Infer FAQ
What happens during infer?
Each frame of the video is fed through a YOLO Object Detection AI model, which detects objects on the frames. These results are stored in a JSON file, to later be used in BEHAVE UI.
Why is infer so slow?
The easiest answer is: it needs to do many frames. A typical 30 minute, 25 frames per minute, video has 45,000 frames. Running an AI model on a single image (inferring) is a complex operation, that has to be repeated for all images. Even if inferring a single image takes 0.1 seconds, the video as a whole will be 45,000 * 0.1 seconds = 75 minutes. Depending on the model and the computer that is used for inference, doing a single frame may take considerably more than 0.1 seconds.
What influences infer speed
There are three factors that influence how it takes to infer a single frame:
- The model
- Your computer
- The chosen backend
The model (architecture) has a huge influence on how long it takes to infer a single frame. As described in the models FAQ, a model can be thought of as one super-complex function that takes an image as input, and a number of detections as output. A certain model may contain hundreds of millions of operations to get to its answer. Obviously this model is going to be slower than a model that takes only tens of millions of operations.

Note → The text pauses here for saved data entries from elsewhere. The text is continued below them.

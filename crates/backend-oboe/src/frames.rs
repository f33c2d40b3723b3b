// Conversion between typed device frames and the interleaved byte view the core uses

/// A PCM sample type the device can deliver
pub trait Sample: Copy + Default + Send + 'static {
    const BYTES: usize;

    fn write_ne(self, out: &mut [u8]);

    fn read_ne(bytes: &[u8]) -> Self;
}

macro_rules! impl_sample {
    ($ty:ty, $bytes:expr) => {
        impl Sample for $ty {
            const BYTES: usize = $bytes;

            fn write_ne(self, out: &mut [u8]) {
                out[..$bytes].copy_from_slice(&self.to_ne_bytes());
            }

            fn read_ne(bytes: &[u8]) -> Self {
                let mut raw = [0u8; $bytes];
                raw.copy_from_slice(&bytes[..$bytes]);
                <$ty>::from_ne_bytes(raw)
            }
        }
    };
}

impl_sample!(i16, 2);
impl_sample!(i32, 4);
impl_sample!(f32, 4);

/// A frame (one sample per channel) that can be flattened to bytes
pub trait FrameBytes: Copy + Default {
    const BYTES: usize;

    /// Append interleaved bytes for `frames` to `out`
    fn encode(frames: &[Self], out: &mut Vec<u8>);

    /// Fill `frames` from interleaved bytes; frames past the end of `bytes`
    /// become silence
    fn decode(bytes: &[u8], frames: &mut [Self]);
}

impl<T: Sample> FrameBytes for T {
    const BYTES: usize = T::BYTES;

    fn encode(frames: &[Self], out: &mut Vec<u8>) {
        let start = out.len();
        out.resize(start + frames.len() * T::BYTES, 0);
        for (frame, chunk) in frames.iter().zip(out[start..].chunks_exact_mut(T::BYTES)) {
            frame.write_ne(chunk);
        }
    }

    fn decode(bytes: &[u8], frames: &mut [Self]) {
        let mut chunks = bytes.chunks_exact(T::BYTES);
        for frame in frames.iter_mut() {
            *frame = chunks.next().map(T::read_ne).unwrap_or_default();
        }
    }
}

impl<T: Sample> FrameBytes for (T, T) {
    const BYTES: usize = T::BYTES * 2;

    fn encode(frames: &[Self], out: &mut Vec<u8>) {
        let start = out.len();
        out.resize(start + frames.len() * Self::BYTES, 0);
        for (frame, chunk) in frames.iter().zip(out[start..].chunks_exact_mut(Self::BYTES)) {
            frame.0.write_ne(&mut chunk[..T::BYTES]);
            frame.1.write_ne(&mut chunk[T::BYTES..]);
        }
    }

    fn decode(bytes: &[u8], frames: &mut [Self]) {
        let mut chunks = bytes.chunks_exact(Self::BYTES);
        for frame in frames.iter_mut() {
            *frame = match chunks.next() {
                Some(chunk) => (T::read_ne(&chunk[..T::BYTES]), T::read_ne(&chunk[T::BYTES..])),
                None => Default::default(),
            };
        }
    }
}
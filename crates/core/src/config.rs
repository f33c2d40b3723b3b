// Stream configuration: the raw request from the managed side and its validated form

use crate::error::ConfigError;
use std::num::NonZeroU32;

/// Sample encoding of a stream
#[derive(Debug, Clone, Copy, PartialEq, Eq)]
pub enum SampleFormat {
    /// Signed 16-bit integer
    Pcm16,
    /// Signed 32-bit integer
    Pcm32,
    /// 32-bit float
    Float32,
}

impl SampleFormat {
    pub fn code(self) -> i32 {
        match self {
            SampleFormat::Pcm16 => 1,
            SampleFormat::Float32 => 2,
            SampleFormat::Pcm32 => 4,
        }
    }

    pub fn bytes_per_sample(self) -> usize {
        match self {
            SampleFormat::Pcm16 => 2,
            SampleFormat::Pcm32 | SampleFormat::Float32 => 4,
        }
    }
}

impl TryFrom<i32> for SampleFormat {
    type Error = ConfigError;

    fn try_from(code: i32) -> Result<Self, Self::Error> {
        match code {
            1 => Ok(SampleFormat::Pcm16),
            2 => Ok(SampleFormat::Float32),
            4 => Ok(SampleFormat::Pcm32),
            other => Err(ConfigError::UnsupportedFormat(other)),
        }
    }
}

/// Data direction of a stream
#[derive(Debug, Clone, Copy, PartialEq, Eq)]
pub enum Direction {
    /// Playback
    Output,
    /// Recording
    Input,
}

impl Direction {
    pub fn code(self) -> i32 {
        match self {
            Direction::Output => 0,
            Direction::Input => 1,
        }
    }
}

impl TryFrom<i32> for Direction {
    type Error = ConfigError;

    fn try_from(code: i32) -> Result<Self, Self::Error> {
        match code {
            0 => Ok(Direction::Output),
            1 => Ok(Direction::Input),
            other => Err(ConfigError::UnsupportedDirection(other)),
        }
    }
}

/// Channel layout; only mono and stereo are supported
#[derive(Debug, Clone, Copy, PartialEq, Eq)]
pub enum ChannelCount {
    Mono,
    Stereo,
}

impl ChannelCount {
    pub fn count(self) -> u16 {
        match self {
            ChannelCount::Mono => 1,
            ChannelCount::Stereo => 2,
        }
    }
}

impl TryFrom<i32> for ChannelCount {
    type Error = ConfigError;

    fn try_from(count: i32) -> Result<Self, Self::Error> {
        match count {
            1 => Ok(ChannelCount::Mono),
            2 => Ok(ChannelCount::Stereo),
            other => Err(ConfigError::UnsupportedChannelCount(other)),
        }
    }
}

/// Platform audio API selection
#[derive(Debug, Clone, Copy, PartialEq, Eq, Default)]
pub enum AudioApi {
    /// Try AAudio, fall back to OpenSL ES
    #[default]
    Unspecified,
    OpenSLES,
    /// AAudio only; fail if unavailable
    AAudio,
}

impl AudioApi {
    pub fn code(self) -> i32 {
        match self {
            AudioApi::Unspecified => 0,
            AudioApi::OpenSLES => 1,
            AudioApi::AAudio => 2,
        }
    }
}

impl TryFrom<i32> for AudioApi {
    type Error = ConfigError;

    fn try_from(code: i32) -> Result<Self, Self::Error> {
        match code {
            0 => Ok(AudioApi::Unspecified),
            1 => Ok(AudioApi::OpenSLES),
            2 => Ok(AudioApi::AAudio),
            other => Err(ConfigError::UnsupportedAudioApi(other)),
        }
    }
}

/// Whether the device is held exclusively or shared with other apps
#[derive(Debug, Clone, Copy, PartialEq, Eq, Default)]
pub enum SharingMode {
    Exclusive,
    #[default]
    Shared,
}

impl SharingMode {
    pub fn code(self) -> i32 {
        match self {
            SharingMode::Exclusive => 0,
            SharingMode::Shared => 1,
        }
    }
}

impl TryFrom<i32> for SharingMode {
    type Error = ConfigError;

    fn try_from(code: i32) -> Result<Self, Self::Error> {
        match code {
            0 => Ok(SharingMode::Exclusive),
            1 => Ok(SharingMode::Shared),
            other => Err(ConfigError::UnsupportedSharingMode(other)),
        }
    }
}

/// Unvalidated stream request.
///
/// Holds the raw integer values the managed `AudioIOBuilder` carries, so a
/// stream can be created from anything the caller sends and validation is
/// deferred to `open`.
#[derive(Debug, Clone, PartialEq, Eq)]
pub struct AudioIOBuilder {
    pub sample_rate: i32,
    pub channel_count: i32,
    pub format: i32,
    pub direction: i32,
    pub audio_api: i32,
    pub sharing_mode: i32,
    /// Requested buffer capacity in frames; 0 leaves it to the device
    pub buffer_size: i32,
}

impl AudioIOBuilder {
    pub fn new() -> Self {
        Self {
            sample_rate: 48000,
            channel_count: 2,
            format: SampleFormat::Float32.code(),
            direction: Direction::Output.code(),
            audio_api: AudioApi::Unspecified.code(),
            sharing_mode: SharingMode::Shared.code(),
            buffer_size: 0,
        }
    }

    pub fn sample_rate(mut self, sample_rate: i32) -> Self {
        self.sample_rate = sample_rate;
        self
    }

    pub fn channel_count(mut self, channel_count: i32) -> Self {
        self.channel_count = channel_count;
        self
    }

    pub fn format(mut self, format: SampleFormat) -> Self {
        self.format = format.code();
        self
    }

    pub fn direction(mut self, direction: Direction) -> Self {
        self.direction = direction.code();
        self
    }

    pub fn audio_api(mut self, audio_api: AudioApi) -> Self {
        self.audio_api = audio_api.code();
        self
    }

    pub fn sharing_mode(mut self, sharing_mode: SharingMode) -> Self {
        self.sharing_mode = sharing_mode.code();
        self
    }

    pub fn buffer_size(mut self, frames: i32) -> Self {
        self.buffer_size = frames;
        self
    }

    pub fn validate(&self) -> Result<StreamConfig, ConfigError> {
        StreamConfig::validate(self)
    }
}

impl Default for AudioIOBuilder {
    fn default() -> Self {
        Self::new()
    }
}

/// Validated, immutable stream description
#[derive(Debug, Clone, Copy, PartialEq, Eq)]
pub struct StreamConfig {
    sample_rate: u32,
    channels: ChannelCount,
    format: SampleFormat,
    direction: Direction,
    buffer_frames: Option<NonZeroU32>,
    audio_api: AudioApi,
    sharing_mode: SharingMode,
}

impl StreamConfig {
    pub fn validate(request: &AudioIOBuilder) -> Result<Self, ConfigError> {
        if request.sample_rate <= 0 {
            return Err(ConfigError::InvalidSampleRate(request.sample_rate));
        }
        let channels = ChannelCount::try_from(request.channel_count)?;
        let format = SampleFormat::try_from(request.format)?;
        let direction = Direction::try_from(request.direction)?;
        if request.buffer_size < 0 {
            return Err(ConfigError::InvalidBufferSize(request.buffer_size));
        }
        let audio_api = AudioApi::try_from(request.audio_api)?;
        let sharing_mode = SharingMode::try_from(request.sharing_mode)?;

        Ok(Self {
            sample_rate: request.sample_rate as u32,
            channels,
            format,
            direction,
            buffer_frames: NonZeroU32::new(request.buffer_size as u32),
            audio_api,
            sharing_mode,
        })
    }

    pub fn sample_rate(&self) -> u32 {
        self.sample_rate
    }

    pub fn channels(&self) -> ChannelCount {
        self.channels
    }

    pub fn format(&self) -> SampleFormat {
        self.format
    }

    pub fn direction(&self) -> Direction {
        self.direction
    }

    /// `None` when the device picks its own buffer size
    pub fn buffer_frames(&self) -> Option<NonZeroU32> {
        self.buffer_frames
    }

    pub fn audio_api(&self) -> AudioApi {
        self.audio_api
    }

    pub fn sharing_mode(&self) -> SharingMode {
        self.sharing_mode
    }

    pub fn bytes_per_frame(&self) -> usize {
        self.format.bytes_per_sample() * self.channels.count() as usize
    }
}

Generally the file-size of the model is a good approximation for the complexity: a model that is twice as large will take twice as long to run.
Secondly your computer has a very big influence on inference speed. Unsurprisingly a newer, faster, computer will do inference faster. However it turns out that the calculations for AI models similar enough to the calculations that are needed to generate 3D scenes, that infer can make excellent use of the same hardware as 3D games. Therefore gaming-computers are surprisingly good at doing inference (sometimes 10 times faster than the non-gaming devices). Up till about 2020 most business laptops did not have dedicated gaming hardware, but many later models do.

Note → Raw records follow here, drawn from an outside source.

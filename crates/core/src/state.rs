// Stream lifecycle states and the lock-free state mirror

use std::sync::atomic::{AtomicU8, Ordering};
use std::sync::Arc;

/// Lifecycle state of an [`AudioIOStream`](crate::AudioIOStream)
#[derive(Debug, Clone, Copy, PartialEq, Eq, Hash)]
#[repr(u8)]
pub enum StreamState {
    /// Constructed, no session yet
    Created = 0,
    /// Validating config and opening a backend session
    Opening = 1,
    /// Session open, no data flowing
    Open = 2,
    /// Data is flowing
    Running = 3,
    /// Halting data flow
    Stopping = 4,
    /// Tearing down the session during release
    Closing = 5,
    /// Terminal; only `release` is accepted
    Released = 6,
    /// Open failed or the device was lost
    Error = 7,
}

impl StreamState {
    pub fn code(self) -> i32 {
        self as i32
    }

    fn from_u8(value: u8) -> Self {
        match value {
            0 => StreamState::Created,
            1 => StreamState::Opening,
            2 => StreamState::Open,
            3 => StreamState::Running,
            4 => StreamState::Stopping,
            5 => StreamState::Closing,
            6 => StreamState::Released,
            _ => StreamState::Error,
        }
    }

    /// States in which no transition is in flight.
    pub fn is_stable(self) -> bool {
        !matches!(
            self,
            StreamState::Opening | StreamState::Stopping | StreamState::Closing
        )
    }

    /// Whether `from -> to` is an edge of the lifecycle graph.
    pub fn can_transition(from: StreamState, to: StreamState) -> bool {
        use StreamState::*;

        match (from, to) {
            (Created, Opening) | (Error, Opening) => true,
            (Opening, Open) | (Opening, Error) => true,
            (Open, Running) | (Open, Error) => true,
            (Running, Stopping) | (Running, Error) => true,
            (Stopping, Open) | (Stopping, Running) | (Stopping, Error) => true,
            (Closing, Released) | (Closing, Error) => true,
            (Released, _) => false,
            (_, Closing) => true,
            _ => false,
        }
    }
}

/// Shared, lock-free view of a stream's state.
///
/// Written only while the stream's lifecycle lock is held; read from any
/// thread, including backend callback threads.
#[derive(Clone)]
pub(crate) struct StateCell {
    value: Arc<AtomicU8>,
}

impl StateCell {
    pub fn new(state: StreamState) -> Self {
        Self {
            value: Arc::new(AtomicU8::new(state as u8)),
        }
    }

    pub fn get(&self) -> StreamState {
        StreamState::from_u8(self.value.load(Ordering::Acquire))
    }

    pub fn set(&self, state: StreamState) -> StreamState {
        let old = StreamState::from_u8(self.value.swap(state as u8, Ordering::AcqRel));
        debug_assert!(
            old == state || StreamState::can_transition(old, state),
            "illegal transition {:?} -> {:?}",
            old,
            state
        );
        old
    }
}

#[cfg(test)]
mod tests {
    use super::*;

    #[test]
    fn test_codes_round_trip_through_cell() {
        let cell = StateCell::new(StreamState::Created);
        assert_eq!(cell.get(), StreamState::Created);
        assert_eq!(cell.set(StreamState::Opening), StreamState::Created);
        assert_eq!(cell.get().code(), 1);
    }

    #[test]
    fn test_released_is_terminal() {
        for to in [
            StreamState::Created,
            StreamState::Opening,
            StreamState::Open,
            StreamState::Running,
            StreamState::Closing,
            StreamState::Error,
        ] {
            assert!(!StreamState::can_transition(StreamState::Released, to));
        }
    }

    #[test]
    fn test_every_live_state_can_close() {
        for from in [
            StreamState::Created,
            StreamState::Open,
            StreamState::Running,
            StreamState::Error,
        ] {
            assert!(StreamState::can_transition(from, StreamState::Closing));
        }
    }

    #[test]
    fn test_transient_states() {
        assert!(!StreamState::Opening.is_stable());
        assert!(!StreamState::Stopping.is_stable());
        assert!(StreamState::Open.is_stable());
        assert!(StreamState::Error.is_stable());
    }
}
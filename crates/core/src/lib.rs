// Core types for the native audio I/O stream library

pub mod backend;
pub mod callback;
pub mod config;
pub mod error;
#[cfg(any(test, feature = "test-util"))]
pub mod mock;
pub mod registry;
pub mod state;
pub mod stream;

// Re-export commonly used types
pub use backend::{DataCallback, NativeAudioBackend, SessionHandle};
pub use callback::{CallbackManager, StreamCallback, StreamEvent};
pub use config::{AudioApi, AudioIOBuilder, ChannelCount, Direction, SampleFormat, SharingMode, StreamConfig};
pub use error::{BackendError, ConfigError, Result, StreamError};
pub use registry::{Handle, NativeHandleRegistry};
pub use state::StreamState;
pub use stream::AudioIOStream;
//! Read-only snapshot of a window's pagination state.

use serde::Serialize;

use crate::options::PageSizeOptions;

/// Pagination state as a renderer needs it.
#[derive(Debug, Clone, PartialEq, Eq, Serialize)]
pub struct PageState {
    /// Current page, 1-based.
    pub current_page: usize,
    /// Selected page size.
    pub page_size: usize,
    /// Page size the window was created with.
    pub initial_page_size: usize,
    /// Number of loaded records.
    pub total_records: usize,
    /// Number of pages as last computed.
    pub total_pages: usize,
    /// Page sizes offered besides the selected one.
    pub page_size_options: PageSizeOptions,
    /// Display hint for the page-size picker.
    pub page_size_hidden: bool,
    /// True when the window is on page 1.
    pub is_first_page: bool,
    /// True when there is no later page to move to.
    pub is_last_page: bool,
}
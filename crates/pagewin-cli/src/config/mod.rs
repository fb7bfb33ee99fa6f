//! CLI configuration management.
//!
//! ```text
//! Cli
//! ├── records: PathBuf            # JSON array of records to paginate
//! └── window: PageWindowConfig    # Page size and picker visibility
//! ```
//!
//! All configuration can be provided via CLI arguments or environment variables.
//! Use `--help` to see all available options.
//!
//! # Example
//!
//! ```bash
//! pagewin --records accounts.json --page-size 10
//!
//! # Or via environment variables
//! PAGEWIN_RECORDS=accounts.json PAGEWIN_PAGE_SIZE=10 pagewin
//! ```

use std::path::PathBuf;
use std::process;

use anyhow::Context;
use clap::Parser;
use pagewin_core::PageWindowConfig;
use serde::{Deserialize, Serialize};

use crate::{TRACING_TARGET_CONFIG, TRACING_TARGET_STARTUP};

/// Complete CLI configuration.
#[derive(Debug, Clone, Parser, Serialize, Deserialize)]
#[command(name = "pagewin")]
#[command(about = "Page through a JSON record file one window at a time")]
#[command(version)]
pub struct Cli {
    /// Path to a JSON file holding an array of records.
    ///
    /// The file is read again on `reload`.
    #[arg(long, short = 'r', env = "PAGEWIN_RECORDS")]
    pub records: PathBuf,

    /// Page window configuration.
    #[clap(flatten)]
    pub window: PageWindowConfig,
}

impl Cli {
    /// Loads environment variables from .env file (if enabled) and parses CLI arguments.
    pub fn init() -> Self {
        Self::load_dotenv();
        Self::parse()
    }

    /// Loads environment variables from .env file if the dotenv feature is enabled.
    #[cfg(feature = "dotenv")]
    fn load_dotenv() {
        if let Err(err) = dotenvy::dotenv()
            && !err.not_found()
        {
            eprintln!("Warning: failed to load .env file: {err}");
        }
    }

    /// No-op when dotenv feature is disabled.
    #[cfg(not(feature = "dotenv"))]
    fn load_dotenv() {}

    /// Validates all configuration values.
    pub fn validate(&self) -> anyhow::Result<()> {
        self.window
            .validate()
            .context("invalid page window configuration")?;
        Ok(())
    }

    /// Logs configuration.
    pub fn log(&self) {
        tracing::debug!(
            target: TRACING_TARGET_STARTUP,
            version = env!("CARGO_PKG_VERSION"),
            pid = process::id(),
            features = ?Self::enabled_features(),
            "Build information"
        );

        tracing::info!(
            target: TRACING_TARGET_CONFIG,
            records = %self.records.display(),
            page_size = self.window.page_size,
            page_size_hidden = self.window.page_size_hidden,
            "Page window configuration"
        );
    }

    /// Returns a list of enabled compile-time features.
    fn enabled_features() -> Vec<&'static str> {
        [cfg!(feature = "dotenv").then_some("dotenv")]
            .into_iter()
            .flatten()
            .collect()
    }
}

#[cfg(test)]
mod tests {
    use super::*;

    #[test]
    fn parses_records_and_page_size() {
        let cli = Cli::try_parse_from(["pagewin", "--records", "rows.json", "--page-size", "10"])
            .expect("valid arguments");

        assert_eq!(cli.records, PathBuf::from("rows.json"));
        assert_eq!(cli.window.page_size, 10);
        assert!(!cli.window.page_size_hidden);
        assert!(cli.validate().is_ok());
    }

    #[test]
    fn page_size_defaults_to_five() {
        let cli = Cli::try_parse_from(["pagewin", "-r", "rows.json", "--page-size-hidden"])
            .expect("valid arguments");

        assert_eq!(cli.window.page_size, PageWindowConfig::DEFAULT_PAGE_SIZE);
        assert!(cli.window.page_size_hidden);
    }

    #[test]
    fn zero_page_size_fails_validation() {
        let cli = Cli::try_parse_from(["pagewin", "-r", "rows.json", "--page-size", "0"])
            .expect("valid arguments");

        assert!(cli.validate().is_err());
    }

    #[test]
    fn records_path_is_required() {
        assert!(Cli::try_parse_from(["pagewin"]).is_err());
    }
}
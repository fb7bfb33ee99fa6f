//! Convenient re-exports for common use.

pub use crate::error::{Error, ErrorKind, Result};
pub use crate::event::{EventSink, PageEvent, RecordingSink};
pub use crate::{PageState, PageWindow, PageWindowConfig, parse_page_input};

Lastly, within BEHAVE INFER a backend is chosen on which the model runs. This selection is done automatically, based on your available hardware (specifically if you have hardware for 3D games in your computer). The "WebGPU" backend uses the graphics processor (gaming hardware) to run the model, whereas "WASM" runs only on the CPU. Generally WASM will only be chosen if the system fails to use WebGPU; in such a case it can be helpful to update the windows drivers for your graphics card.
Personally we have very good experiences with using BEHAVE infer on M1 and M2 MacBooks.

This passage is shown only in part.